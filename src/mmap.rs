//! Scoped anonymous OS mappings.

use std::mem;
use std::ptr::{self, NonNull};

use crate::error::AllocError;

#[cfg(test)]
thread_local! {
  static LIVE: std::cell::Cell<isize> = const { std::cell::Cell::new(0) };
}

/// Mappings created and not yet unmapped on this thread.
#[cfg(test)]
pub(crate) fn live_mappings() -> isize {
  LIVE.with(std::cell::Cell::get)
}

#[cfg(test)]
fn track(
  delta: isize,
) {
  LIVE.with(|live| live.set(live.get() + delta));
}

/// An anonymous, private, read/write mapping that is released when dropped.
///
/// Arenas and large objects outlive the scope that created them, so a
/// mapping is usually [`leak`](Mapping::leak)ed once it has been linked
/// into allocator state, and reclaimed later with
/// [`from_raw`](Mapping::from_raw) for an explicit [`release`](Mapping::release).
#[derive(Debug)]
pub struct Mapping {
  ptr: NonNull<u8>,
  len: usize,
}

impl Mapping {
  /// Maps `len` zeroed bytes.
  pub fn new(
    len: usize,
  ) -> Result<Self, AllocError> {
    if len == 0 {
      return Err(AllocError::invalid("mapping length cannot be 0"));
    }

    let addr = unsafe {
      libc::mmap(
        ptr::null_mut(),
        len,
        libc::PROT_READ | libc::PROT_WRITE,
        libc::MAP_PRIVATE | libc::MAP_ANONYMOUS,
        -1,
        0,
      )
    };

    if addr == libc::MAP_FAILED {
      let err = AllocError::os_alloc(len);
      log::warn!("[arenalloc] mmap({len}) failed: {err}");
      return Err(err);
    }

    match NonNull::new(addr.cast::<u8>()) {
      Some(ptr) => {
        #[cfg(test)]
        track(1);
        Ok(Self { ptr, len })
      }
      None => Err(AllocError::os_alloc(len)),
    }
  }

  /// Takes ownership of a mapping previously given up with [`leak`](Mapping::leak).
  ///
  /// # Safety
  ///
  /// `ptr` and `len` must describe a live mapping created by
  /// [`Mapping::new`] that nothing else will release.
  pub unsafe fn from_raw(
    ptr: NonNull<u8>,
    len: usize,
  ) -> Self {
    Self { ptr, len }
  }

  pub fn as_ptr(
    &self,
  ) -> *mut u8 {
    self.ptr.as_ptr()
  }

  /// Gives up ownership without unmapping.
  pub fn leak(
    self,
  ) -> NonNull<u8> {
    let ptr = self.ptr;
    mem::forget(self);
    ptr
  }

  /// Unmaps the region, reporting OS failure instead of swallowing it.
  pub fn release(
    self,
  ) -> Result<(), AllocError> {
    let (ptr, len) = (self.ptr, self.len);
    mem::forget(self);

    if unsafe { libc::munmap(ptr.as_ptr().cast(), len) } == -1 {
      let err = AllocError::os_release(len);
      log::warn!("[arenalloc] munmap({:p}, {len}) failed: {err}", ptr);
      return Err(err);
    }

    #[cfg(test)]
    track(-1);
    Ok(())
  }
}

impl Drop for Mapping {
  fn drop(
    &mut self,
  ) {
    if unsafe { libc::munmap(self.ptr.as_ptr().cast(), self.len) } == -1 {
      log::warn!(
        "[arenalloc] munmap({:p}, {}) failed during drop",
        self.ptr,
        self.len
      );
      return;
    }

    #[cfg(test)]
    track(-1);
  }
}

#[cfg(test)]
mod tests {
  use super::*;

  #[test]
  fn test_map_is_zeroed_and_writable() {
    let map = Mapping::new(4096).unwrap();
    unsafe {
      let bytes = std::slice::from_raw_parts_mut(map.as_ptr(), 4096);
      assert!(bytes.iter().all(|&b| b == 0));
      bytes[4095] = 0xAB;
      assert_eq!(*map.as_ptr().add(4095), 0xAB);
    }

    map.release().unwrap();
  }

  #[test]
  fn test_zero_length_rejected() {
    assert!(matches!(
      Mapping::new(0),
      Err(AllocError::InvalidArgument { .. })
    ));
  }

  #[test]
  fn test_drop_and_release_unmap() {
    let before = live_mappings();
    let kept = Mapping::new(4096).unwrap();
    let dropped = Mapping::new(4096).unwrap();
    assert_eq!(live_mappings(), before + 2);

    drop(dropped);
    assert_eq!(live_mappings(), before + 1);
    kept.release().unwrap();
    assert_eq!(live_mappings(), before);
  }

  #[test]
  fn test_leak_then_reclaim() {
    let before = live_mappings();
    let map = Mapping::new(128).unwrap();
    let ptr = map.leak();
    assert_eq!(live_mappings(), before + 1);

    unsafe { ptr.as_ptr().write(7) };

    let map = unsafe { Mapping::from_raw(ptr, 128) };
    assert_eq!(unsafe { *map.as_ptr() }, 7);
    map.release().unwrap();
  }
}
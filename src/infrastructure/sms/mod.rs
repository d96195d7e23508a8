//! SMS delivery abstractions.
//!
//! The daily notification goes out through an [`SmsSender`], selected at
//! startup: an HTTP gateway when one is configured, a logging no-op
//! otherwise.

pub mod http_gateway;
pub mod null_sender;
pub mod sender;

pub use http_gateway::HttpSmsGateway;
pub use null_sender::NullSmsSender;
pub use sender::SmsSender;

#[cfg(test)]
pub use sender::MockSmsSender;
//! Handler for the submission intake endpoint.

use axum::{Json, extract::State, http::StatusCode};
use validator::Validate;

use crate::api::dto::submit::{SubmitRequest, SubmitResponse};
use crate::error::AppError;
use crate::state::AppState;

/// Stores a participant's name and candidate links.
///
/// # Endpoint
///
/// `POST /api/submissions`
///
/// # Request Body
///
/// ```json
/// {
///   "name": "alice",
///   "links": ["https://example.com/clip1", "https://example.com/clip2"]
/// }
/// ```
///
/// # Response
///
/// `201 Created` with the stored record summary:
///
/// ```json
/// {
///   "name": "alice",
///   "accepted_links": 2,
///   "submitted_at": "2025-11-30T18:00:00Z"
/// }
/// ```
///
/// # Errors
///
/// Returns 400 Bad Request when validation fails (empty name, no usable
/// links, or a link that is not an http(s) URL).
pub async fn submit_handler(
    State(state): State<AppState>,
    Json(payload): Json<SubmitRequest>,
) -> Result<(StatusCode, Json<SubmitResponse>), AppError> {
    payload.validate()?;

    let submission = state
        .submission_service
        .submit(payload.name, payload.links)
        .await?;

    tracing::info!(
        name = %submission.name,
        links = submission.link_count(),
        "Stored submission"
    );

    Ok((
        StatusCode::CREATED,
        Json(SubmitResponse {
            accepted_links: submission.link_count(),
            name: submission.name,
            submitted_at: submission.submitted_at,
        }),
    ))
}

--*--

* [Task brief]: Reproduce exactly the line bearing "an http(s) URL)." and all the lines that come after it in the records above; add nothing.

* [Answer section]:
/// links, or a link that is not an http(s) URL).
pub async fn submit_handler(
    State(state): State<AppState>,
    Json(payload): Json<SubmitRequest>,
) -> Result<(StatusCode, Json<SubmitResponse>), AppError> {
    payload.validate()?;

    let submission = state
        .submission_service
        .submit(payload.name, payload.links)
        .await?;

    tracing::info!(
        name = %submission.name,
        links = submission.link_count(),
        "Stored submission"
    );

    Ok((
        StatusCode::CREATED,
        Json(SubmitResponse {
            accepted_links: submission.link_count(),
            name: submission.name,
            submitted_at: submission.submitted_at,
        }),
    ))
}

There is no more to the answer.